La muerte de Alejandro llenó de dolor a todos sus súbditos, incluida la madre de Darío III, quien en un sentido gesto de homenaje se quitó la vida para rendir honores a la figura de aquel al que tanto quiso. Pero todavía faltaba cumplimentar el último capítulo del Magno, su entierro.

A lo largo de dos años sus compañeros se empeñaron en construir un mausoleo de dimensiones casi bíblicas; todo parecía insuficiente a la hora de rendir tributo a uno de los personajes más amados e idolatrados de la historia. En ese tiempo se emplearon ingentes recursos económicos hasta que, por fin, la obra quedó terminada; el resultado no podía ser mejor: el sarcófago era de oro macizo y mostraba la figura en relieve del Magno; en el palio de púrpura bordada estaban expuestos el casco, la armadura y las armas de Alejandro. El conjunto era dominado en sus extremos por columnas jónicas de oro y a los lados quedaban representadas diferentes escenas de la vida de Alejandro. El impresionante mausoleo, una vez terminado, fue transportado desde Babilonia hasta Alejandría por sesenta y cuatro mulas que completaron un recorrido de mil quinientos kilómetros a través de Asia.

El mosaico de Pompeya, reproducción de un original contemporáneo de Alejandro, es la representación más fiable del caudillo macedonio. Todavía hoy impresiona su realismo y composición.

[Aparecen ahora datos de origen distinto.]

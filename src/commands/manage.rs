use tracing::info;

use crate::state::Context;

/// Forget the document uploaded for your questions
#[poise::command(slash_command)]
pub async fn clear(ctx: Context<'_>) -> Result<(), anyhow::Error> {
    let user_id = ctx.author().id.get();
    match ctx.data().contexts.clear(user_id).await {
        Some(excerpt) => {
            info!(user = ctx.author().name, source = %excerpt.source, "Context cleared");
            ctx.say(format!(
                "Forgot **{}**. Questions are no longer grounded in it.",
                excerpt.source
            ))
            .await?;
        }
        None => {
            ctx.say("No document loaded.").await?;
        }
    }
    Ok(())
}
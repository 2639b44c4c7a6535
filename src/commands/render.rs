use std::ops::ControlFlow;
use std::time::{Duration, Instant};

use async_trait::async_trait;
use poise::{CreateReply, ReplyHandle};
use tracing::{debug, warn};

use crate::error::{Result, TutorError};
use crate::router::RenderSurface;
use crate::state::Context;
use crate::video::VideoResult;

/// Discord rejects messages longer than 2000 characters.
const MESSAGE_LIMIT: usize = 1990;
/// Discord rate-limits edits, so streamed updates are coalesced.
const EDIT_INTERVAL: Duration = Duration::from_millis(750);

const VIDEOS_HEADING: &str = "**Top YouTube Videos**";
const ANSWER_HEADING: &str = "**Explanation**";

/// Renders into one interaction reply, editing it in place.
pub struct DiscordSurface<'a> {
    ctx: Context<'a>,
    handle: ReplyHandle<'a>,
    last_edit: Option<Instant>,
    error_shown: bool,
}

impl<'a> DiscordSurface<'a> {
    pub fn new(ctx: Context<'a>, handle: ReplyHandle<'a>) -> Self {
        Self {
            ctx,
            handle,
            last_edit: None,
            error_shown: false,
        }
    }

    async fn replace(&mut self, content: &str) -> Result<()> {
        self.handle
            .edit(self.ctx, CreateReply::default().content(content))
            .await?;
        self.last_edit = Some(Instant::now());
        Ok(())
    }

    /// Report a failure without touching any answer already in the reply.
    pub async fn show_error(&mut self, err: &TutorError) -> Result<()> {
        if self.error_shown {
            return Ok(());
        }
        let message = error_message(err);
        if self.last_edit.is_some() {
            self.ctx.say(message).await?;
        } else {
            self.replace(&message).await?;
        }
        self.error_shown = true;
        Ok(())
    }

    /// Show `text` in the reply, spilling into follow-up messages when too long.
    pub async fn show(&mut self, text: &str) -> Result<()> {
        let mut chunks = split_message(text, MESSAGE_LIMIT).into_iter();
        let first = chunks.next().unwrap_or("");
        self.replace(first).await?;
        for chunk in chunks {
            self.ctx.say(chunk).await?;
        }
        Ok(())
    }
}

#[async_trait]
impl<'a> RenderSurface for DiscordSurface<'a> {
    async fn render_videos(&mut self, videos: &[VideoResult]) -> Result<()> {
        self.show(&format_videos(videos)).await
    }

    async fn render_answer(&mut self, answer: &str) -> Result<ControlFlow<()>> {
        let due = self
            .last_edit
            .map_or(true, |at| at.elapsed() >= EDIT_INTERVAL);
        if due {
            let budget = MESSAGE_LIMIT - ANSWER_HEADING.len() - 1;
            let shown = format!("{}\n{}", ANSWER_HEADING, tail(answer, budget));
            self.replace(&shown).await?;
        }
        Ok(ControlFlow::Continue(()))
    }

    async fn finish_answer(&mut self, answer: &str, completed: bool) -> Result<()> {
        if !completed {
            warn!(len = answer.len(), "Answer ended before completion");
        }
        debug!(len = answer.len(), "Writing final answer");
        self.show(&format!("{}\n{}", ANSWER_HEADING, answer)).await
    }

    async fn fail_answer(&mut self, answer: &str, err: &TutorError) -> Result<()> {
        // Edits may have been coalesced away, so write everything received.
        if !answer.is_empty() {
            self.show(&format!("{}\n{}", ANSWER_HEADING, answer)).await?;
        }
        self.show_error(err).await
    }
}

/// User-facing text for a failure.
pub fn error_message(err: &TutorError) -> String {
    format!("**{}**\n{}", err.label(), err)
}

/// Markdown list of clickable video links.
pub fn format_videos(videos: &[VideoResult]) -> String {
    if videos.is_empty() {
        return format!("{}\nNo videos found.", VIDEOS_HEADING);
    }
    let mut out = String::from(VIDEOS_HEADING);
    for video in videos {
        out.push_str(&format!("\n- [{}]({})", video.title, video.link));
    }
    out
}

/// Split text into pieces of at most `max` bytes, preferring newline, then
/// space, boundaries.
pub fn split_message(text: &str, max: usize) -> Vec<&str> {
    let mut chunks = Vec::new();
    let mut remaining = text;
    while !remaining.is_empty() {
        let split_at = if remaining.len() > max {
            let mut limit = max;
            while !remaining.is_char_boundary(limit) {
                limit -= 1;
            }
            remaining[..limit]
                .rfind('\n')
                .or_else(|| remaining[..limit].rfind(' '))
                .map(|i| i + 1)
                .unwrap_or(limit)
                .max(remaining.chars().next().map_or(1, char::len_utf8))
        } else {
            remaining.len()
        };
        chunks.push(&remaining[..split_at]);
        remaining = &remaining[split_at..];
    }
    chunks
}

/// Last part of `text` fitting in `max` bytes.
fn tail(text: &str, max: usize) -> &str {
    if text.len() <= max {
        return text;
    }
    let mut start = text.len() - max;
    while !text.is_char_boundary(start) {
        start += 1;
    }
    &text[start..]
}

#[cfg(test)]
mod tests {
    use super::*;

    #[test]
    fn test_format_videos() {
        let videos = vec![
            VideoResult {
                title: "Heaps".to_string(),
                link: "https://www.youtube.com/watch?v=h".to_string(),
            },
            VideoResult {
                title: "Tries".to_string(),
                link: "https://www.youtube.com/watch?v=t".to_string(),
            },
        ];
        assert_eq!(
            format_videos(&videos),
            "**Top YouTube Videos**\n- [Heaps](https://www.youtube.com/watch?v=h)\n- [Tries](https://www.youtube.com/watch?v=t)"
        );
        assert_eq!(format_videos(&[]), "**Top YouTube Videos**\nNo videos found.");
    }

    #[test]
    fn test_error_message() {
        let err = TutorError::GenerationUpstream("HTTP 429".to_string());
        assert_eq!(
            error_message(&err),
            "**Explanation unavailable**\nanswer generation failed: HTTP 429"
        );
    }

    #[test]
    fn test_split_prefers_newlines() {
        let text = "first line\nsecond line\nthird";
        let chunks = split_message(text, 15);
        assert_eq!(chunks, vec!["first line\n", "second line\n", "third"]);
        assert_eq!(chunks.concat(), text);
    }

    #[test]
    fn test_split_hard_cut_on_char_boundary() {
        let text = "ééééé";
        let chunks = split_message(text, 3);
        assert!(chunks.iter().all(|c| c.len() <= 3));
        assert_eq!(chunks.concat(), text);
    }

    #[test]
    fn test_split_short_and_empty() {
        assert_eq!(split_message("hi", 10), vec!["hi"]);
        assert!(split_message("", 10).is_empty());
    }

    #[test]
    fn test_tail() {
        assert_eq!(tail("abcdef", 3), "def");
        assert_eq!(tail("abc", 10), "abc");
        assert_eq!(tail("aé", 1), "");
    }
}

Mucho se ha elucubrado sobre la ubicación definitiva de la tumba alejandrina, unos afirman que se encuentra en el santuario de Shiwa, lugar donde fue proclamado faraón de Egipto; otros aseguran que el líder macedonio fue enterrado en un enclave secreto de Alejandría. Según esta última historia, el sepulcro del Magno fue custodiado por los ptolomeos hasta que la reina Cleopatra VII Philopator fundió el oro del mausoleo para financiar la guerra contra su enemigo el romano Octavio Augusto. El cuerpo de Alejandro, desprovisto de las riquezas que le escoltaban, fue, siguiendo esta hipótesis, reubicado en el sarcófago de un faraón. Aunque el planteamiento carece de cierto rigor, no debemos obviar que la pista de Alejandro se pierde en el siglo IV d. C., y que al parecer el propio Napoleón Bonaparte pudo contemplar la momia del mejor general de la historia. Y es aquí donde surge la última apuesta sobre dónde se encuentran los restos del Magno. En 2005, el historiador británico Andrew Chugg ofreció una arriesgada versión a este respecto, manifestando que el cadáver del rey macedonio se salvó a fines del siglo IV de una más que posible destrucción, todo gracias a una conspiración de mercaderes venecianos. Éstos robaron el cuerpo, supuestamente atribuido a san Marcos, y que sin embargo, según Chugg, no sería otro que el de Alejandro, previamente disfrazado con los ropajes del santo. Acaso con la complicidad del patriarca cristiano en Alejandría, temeroso de perder aquel cuerpo en grave peligro por una insurrección cristiana. De esta guisa le condujeron a Venecia, donde se levantó una basílica dispuesta para venerar los restos del ilustre evangelista. Nunca sabremos si aquellos comerciantes robaron el cadáver pensando que era san Marcos o ya sabiendo que el engaño trataba de preservar el cuerpo del mítico guerrero griego. Sea como fuere, lo ofrecido hasta ahora por Chugg no deja de ser una especulación histórica muy criticada por sectores ortodoxos. Lo realmente cierto es que la última morada de Alejandro Magno sigue siendo hoy en día una verdadera incógnita para los historiadores de medio mundo.